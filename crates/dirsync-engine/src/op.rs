//! # Knowledge-Base Operations
//!
//! The closed set of operations a directory knowledge base answers, and the
//! response envelope they return. [`SyncEngine::run`](crate::SyncEngine::run)
//! matches on [`KbOperation`] exhaustively.
//!
//! Callers that still address operations by function name (`init`,
//! `update_from_hub`, `get_directory`, `get_servers`, ...) parse the name once
//! via [`FromStr`]; past that point an unsupported operation cannot be
//! expressed.

use std::str::FromStr;

use serde::{Deserialize, Serialize};
use thiserror::Error;

use dirsync_core::CollectionName;

#[derive(Debug, Clone, Copy, PartialEq, Eq, Hash)]
pub enum KbOperation {
    /// Observe the anchor and report the sync state.
    Init,
    /// Assemble a fresh directory and publish it unless it is already anchored.
    UpdateFromHub,
    /// Return the whole anchored directory.
    GetDirectory,
    /// Return one collection of the anchored directory.
    GetCollection(CollectionName),
}

impl KbOperation {
    /// Every operation, in a stable order.
    pub fn all() -> Vec<KbOperation> {
        let mut ops = vec![Self::Init, Self::UpdateFromHub, Self::GetDirectory];
        ops.extend(CollectionName::all().iter().copied().map(Self::GetCollection));
        ops
    }

    /// The function name this operation is addressed by.
    pub fn func_name(&self) -> String {
        match self {
            Self::Init => "init".to_string(),
            Self::UpdateFromHub => "update_from_hub".to_string(),
            Self::GetDirectory => "get_directory".to_string(),
            Self::GetCollection(name) => format!("get_{name}"),
        }
    }
}

impl std::fmt::Display for KbOperation {
    fn fmt(&self, f: &mut std::fmt::Formatter<'_>) -> std::fmt::Result {
        f.write_str(&self.func_name())
    }
}

#[derive(Error, Debug, PartialEq, Eq)]
#[error("unknown operation: {0:?}")]
pub struct UnknownOperation(pub String);

impl FromStr for KbOperation {
    type Err = UnknownOperation;

    fn from_str(s: &str) -> Result<Self, Self::Err> {
        match s {
            "init" => Ok(Self::Init),
            "update_from_hub" => Ok(Self::UpdateFromHub),
            "get_directory" => Ok(Self::GetDirectory),
            other => other
                .strip_prefix("get_")
                .and_then(|name| name.parse::<CollectionName>().ok())
                .map(Self::GetCollection)
                .ok_or_else(|| UnknownOperation(s.to_string())),
        }
    }
}

/// Response envelope: `{"status": "success", "message": ...}`.
#[derive(Debug, Clone, PartialEq, Serialize, Deserialize)]
pub struct KbResponse {
    pub status: String,
    pub message: serde_json::Value,
}

impl KbResponse {
    pub fn success(message: impl Into<serde_json::Value>) -> Self {
        Self {
            status: "success".to_string(),
            message: message.into(),
        }
    }
}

Instructions for the task: Give an exact copy of the lines above, from the top of the records to the line that contains "Callers that still", taking in both ends.

Result of the exercise:
filename crates/dirsync-engine/src/op.rs
//! # Knowledge-Base Operations
//!
//! The closed set of operations a directory knowledge base answers, and the
//! response envelope they return. [`SyncEngine::run`](crate::SyncEngine::run)
//! matches on [`KbOperation`] exhaustively.
//!
//! Callers that still address operations by function name (`init`,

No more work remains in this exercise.